**WORK ITEM**
Set down the material exactly, keeping every line whole.

**DATA SHOWN**

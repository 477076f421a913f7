//! Tag service
//!
//! Business rules for the tag taxonomy. Every public operation runs as one
//! [`TagBackend::transaction`]; the rule implementations in the submodules are
//! plain functions over a [`crate::TagTransaction`] so they can be exercised
//! against any backend.

mod lifecycle;
mod merge;
mod split;

use crate::error::{TagError, TagResult};
use crate::normalize::normalize_names;
use crate::storage::TagBackend;
use crate::types::{NewTag, Tag, TagContext, TagId, TagQuery, TagUpdate, TagUsage, UserId};
use std::sync::Arc;
use tracing::{debug, info, instrument};

pub use merge::MergeOutcome;
pub use split::SplitOutcome;

/// Tag lifecycle service
pub struct TagService<B> {
    backend: Arc<B>,
}

impl<B> Clone for TagService<B> {
    fn clone(&self) -> Self {
        Self {
            backend: Arc::clone(&self.backend),
        }
    }
}

/// Arguments of a split, owned by the unit of work
#[derive(Debug, Clone)]
struct SplitPlan {
    tag_id: TagId,
    names: Vec<String>,
    keep_original: bool,
    color: Option<String>,
    actor: Option<UserId>,
}

impl<B: TagBackend> TagService<B> {
    pub fn new(backend: B) -> Self {
        Self::from_arc(Arc::new(backend))
    }

    pub fn from_arc(backend: Arc<B>) -> Self {
        Self { backend }
    }

    pub fn backend(&self) -> &B {
        &self.backend
    }

    /// Fold `source_ids` into `target_id`.
    ///
    /// Links of the sources are moved to the target without duplicates, active
    /// sources are deactivated and one `tag.merged` entry is recorded. Repeated
    /// ids and the target itself are ignored; when nothing is left the call is
    /// a no-op returning zero counts.
    #[instrument(skip(self, source_ids), fields(target = %target_id, sources = source_ids.len()))]
    pub async fn merge_tags(
        &self,
        target_id: TagId,
        source_ids: &[TagId],
        actor: Option<UserId>,
    ) -> TagResult<MergeOutcome> {
        if source_ids.is_empty() {
            return Err(TagError::invalid_argument("source_ids must not be empty"));
        }

        let sources = merge::effective_sources(target_id, source_ids);
        let outcome = self
            .backend
            .transaction(move |tx| merge::merge_in(tx, target_id, &sources, actor))
            .await?;

        info!(
            affected_resources = outcome.affected_resources,
            deactivated_tags = outcome.deactivated_tags,
            "Merged tags"
        );
        Ok(outcome)
    }

    /// Create one tag per new name in the context of `tag`.
    ///
    /// Names already used by an active tag of the context (by name or slug)
    /// are skipped. When `keep_original` is false the original is deactivated.
    /// `color` defaults to the original tag's color.
    #[instrument(skip(self, tag, new_names, color), fields(tag = %tag.id, context = %tag.context))]
    pub async fn split_tag<I, S>(
        &self,
        tag: &Tag,
        new_names: I,
        keep_original: bool,
        color: Option<String>,
        actor: Option<UserId>,
    ) -> TagResult<SplitOutcome>
    where
        I: IntoIterator<Item = S>,
        S: AsRef<str>,
    {
        let names = normalize_names(new_names);
        if names.is_empty() {
            return Err(TagError::invalid_argument(
                "at least one non-empty tag name is required",
            ));
        }

        let plan = SplitPlan {
            tag_id: tag.id,
            names,
            keep_original,
            color,
            actor,
        };
        let outcome = self
            .backend
            .transaction(move |tx| split::split_in(tx, plan))
            .await?;

        info!(
            created = outcome.created.len(),
            skipped = outcome.skipped.len(),
            deactivated_original = outcome.deactivated_original,
            "Split tag"
        );
        Ok(outcome)
    }

    /// Create a tag with a generated slug
    #[instrument(skip(self, new_tag), fields(context = %new_tag.context))]
    pub async fn create_tag(&self, new_tag: NewTag, actor: Option<UserId>) -> TagResult<Tag> {
        let tag = self
            .backend
            .transaction(move |tx| lifecycle::create_in(tx, new_tag, actor))
            .await?;
        info!(tag = %tag.id, slug = %tag.slug, "Created tag");
        Ok(tag)
    }

    /// Replace a tag's editable attributes; a rename regenerates the slug
    #[instrument(skip(self, update), fields(tag = %id))]
    pub async fn update_tag(&self, id: TagId, update: TagUpdate, actor: Option<UserId>) -> TagResult<Tag> {
        self.backend
            .transaction(move |tx| lifecycle::update_in(tx, id, update, actor))
            .await
    }

    /// Soft-delete a tag
    #[instrument(skip(self), fields(tag = %id))]
    pub async fn deactivate_tag(&self, id: TagId, actor: Option<UserId>) -> TagResult<Tag> {
        self.backend
            .transaction(move |tx| lifecycle::deactivate_in(tx, id, actor))
            .await
    }

    /// Tag named `name` in `context`, created on first use.
    ///
    /// Returns `None` for a blank name.
    pub async fn find_or_create(&self, context: TagContext, name: &str) -> TagResult<Option<Tag>> {
        let name = name.trim().to_string();
        if name.is_empty() {
            return Ok(None);
        }
        self.backend
            .transaction(move |tx| lifecycle::find_or_create_in(tx, &context, &name).map(Some))
            .await
    }

    /// Make sure every name exists in every context; returns how many tags
    /// were created
    #[instrument(skip_all, fields(contexts = contexts.len()))]
    pub async fn register_names<I, S>(&self, names: I, contexts: &[TagContext]) -> TagResult<usize>
    where
        I: IntoIterator<Item = S>,
        S: AsRef<str>,
    {
        let names = normalize_names(names);
        if names.is_empty() || contexts.is_empty() {
            debug!("Nothing to register");
            return Ok(0);
        }

        let contexts = contexts.to_vec();
        let created = self
            .backend
            .transaction(move |tx| lifecycle::register_in(tx, &names, &contexts))
            .await?;

        if created > 0 {
            info!(created, "Registered tags");
        }
        Ok(created)
    }

    /// Tags with usage counts, active first then most used
    pub async fn list_tags(&self, query: TagQuery) -> TagResult<Vec<TagUsage>> {
        self.backend
            .transaction(move |tx| tx.tags().list_tags(&query))
            .await
    }

    /// Get a tag by id
    pub async fn get_tag(&self, id: TagId) -> TagResult<Tag> {
        self.backend
            .transaction(move |tx| tx.tags().tag(id)?.ok_or_else(|| TagError::tag_not_found(id)))
            .await
    }
}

**OUTPUT**
repository 477076f421a913f7
//! Tag service
//!
//! Business rules for the tag taxonomy. Every public operation runs as one
//! [`TagBackend::transaction`]; the rule implementations in the submodules are
//! plain functions over a [`crate::TagTransaction`] so they can be exercised
//! against any backend.

mod lifecycle;
mod merge;
mod split;

use crate::error::{TagError, TagResult};
use crate::normalize::normalize_names;
use crate::storage::TagBackend;
use crate::types::{NewTag, Tag, TagContext, TagId, TagQuery, TagUpdate, TagUsage, UserId};
use std::sync::Arc;
use tracing::{debug, info, instrument};

pub use merge::MergeOutcome;
pub use split::SplitOutcome;

/// Tag lifecycle service
pub struct TagService<B> {
    backend: Arc<B>,
}

impl<B> Clone for TagService<B> {
    fn clone(&self) -> Self {
        Self {
            backend: Arc::clone(&self.backend),
        }
    }
}

/// Arguments of a split, owned by the unit of work
#[derive(Debug, Clone)]
struct SplitPlan {
    tag_id: TagId,
    names: Vec<String>,
    keep_original: bool,
    color: Option<String>,
    actor: Option<UserId>,
}

impl<B: TagBackend> TagService<B> {
    pub fn new(backend: B) -> Self {
        Self::from_arc(Arc::new(backend))
    }

    pub fn from_arc(backend: Arc<B>) -> Self {
        Self { backend }
    }

    pub fn backend(&self) -> &B {
        &self.backend
    }

    /// Fold `source_ids` into `target_id`.
    ///
    /// Links of the sources are moved to the target without duplicates, active
    /// sources are deactivated and one `tag.merged` entry is recorded. Repeated
    /// ids and the target itself are ignored; when nothing is left the call is
    /// a no-op returning zero counts.
    #[instrument(skip(self, source_ids), fields(target = %target_id, sources = source_ids.len()))]
    pub async fn merge_tags(
        &self,
        target_id: TagId,
        source_ids: &[TagId],
        actor: Option<UserId>,
    ) -> TagResult<MergeOutcome> {
        if source_ids.is_empty() {
            return Err(TagError::invalid_argument("source_ids must not be empty"));
        }

        let sources = merge::effective_sources(target_id, source_ids);
        let outcome = self
            .backend
            .transaction(move |tx| merge::merge_in(tx, target_id, &sources, actor))
            .await?;

        info!(
            affected_resources = outcome.affected_resources,
            deactivated_tags = outcome.deactivated_tags,
            "Merged tags"
        );
        Ok(outcome)
    }

    /// Create one tag per new name in the context of `tag`.
    ///
    /// Names already used by an active tag of the context (by name or slug)
    /// are skipped. When `keep_original` is false the original is deactivated.
    /// `color` defaults to the original tag's color.
    #[instrument(skip(self, tag, new_names, color), fields(tag = %tag.id, context = %tag.context))]
    pub async fn split_tag<I, S>(
        &self,
        tag: &Tag,
        new_names: I,
        keep_original: bool,
        color: Option<String>,
        actor: Option<UserId>,
    ) -> TagResult<SplitOutcome>
    where
        I: IntoIterator<Item = S>,
        S: AsRef<str>,
    {
        let names = normalize_names(new_names);
        if names.is_empty() {
            return Err(TagError::invalid_argument(
                "at least one non-empty tag name is required",
            ));
        }

        let plan = SplitPlan {
            tag_id: tag.id,
            names,
            keep_original,
            color,
            actor,
        };
        let outcome = self
            .backend
            .transaction(move |tx| split::split_in(tx, plan))
            .await?;

        info!(
            created = outcome.created.len(),
            skipped = outcome.skipped.len(),
            deactivated_original = outcome.deactivated_original,
            "Split tag"
        );
        Ok(outcome)
    }

    /// Create a tag with a generated slug
    #[instrument(skip(self, new_tag), fields(context = %new_tag.context))]
    pub async fn create_tag(&self, new_tag: NewTag, actor: Option<UserId>) -> TagResult<Tag> {
        let tag = self
            .backend
            .transaction(move |tx| lifecycle::create_in(tx, new_tag, actor))
            .await?;
        info!(tag = %tag.id, slug = %tag.slug, "Created tag");
        Ok(tag)
    }

    /// Replace a tag's editable attributes; a rename regenerates the slug
    #[instrument(skip(self, update), fields(tag = %id))]
    pub async fn update_tag(&self, id: TagId, update: TagUpdate, actor: Option<UserId>) -> TagResult<Tag> {
        self.backend
            .transaction(move |tx| lifecycle::update_in(tx, id, update, actor))
            .await
    }

    /// Soft-delete a tag
    #[instrument(skip(self), fields(tag = %id))]
    pub async fn deactivate_tag(&self, id: TagId, actor: Option<UserId>) -> TagResult<Tag> {
        self.backend
            .transaction(move |tx| lifecycle::deactivate_in(tx, id, actor))
            .await
    }

    /// Tag named `name` in `context`, created on first use.
    ///
    /// Returns `None` for a blank name.
    pub async fn find_or_create(&self, context: TagContext, name: &str) -> TagResult<Option<Tag>> {
        let name = name.trim().to_string();
        if name.is_empty() {
            return Ok(None);
        }
        self.backend
            .transaction(move |tx| lifecycle::find_or_create_in(tx, &context, &name).map(Some))
            .await
    }

    /// Make sure every name exists in every context; returns how many tags
    /// were created
    #[instrument(skip_all, fields(contexts = contexts.len()))]
    pub async fn register_names<I, S>(&self, names: I, contexts: &[TagContext]) -> TagResult<usize>
    where
        I: IntoIterator<Item = S>,
        S: AsRef<str>,
    {
        let names = normalize_names(names);
        if names.is_empty() || contexts.is_empty() {
            debug!("Nothing to register");
            return Ok(0);
        }

        let contexts = contexts.to_vec();
        let created = self
            .backend
            .transaction(move |tx| lifecycle::register_in(tx, &names, &contexts))
            .await?;

        if created > 0 {
            info!(created, "Registered tags");
        }
        Ok(created)
    }

    /// Tags with usage counts, active first then most used
    pub async fn list_tags(&self, query: TagQuery) -> TagResult<Vec<TagUsage>> {
        self.backend
            .transaction(move |tx| tx.tags().list_tags(&query))
            .await
    }

    /// Get a tag by id
    pub async fn get_tag(&self, id: TagId) -> TagResult<Tag> {
        self.backend
            .transaction(move |tx| tx.tags().tag(id)?.ok_or_else(|| TagError::tag_not_found(id)))
            .await
    }
}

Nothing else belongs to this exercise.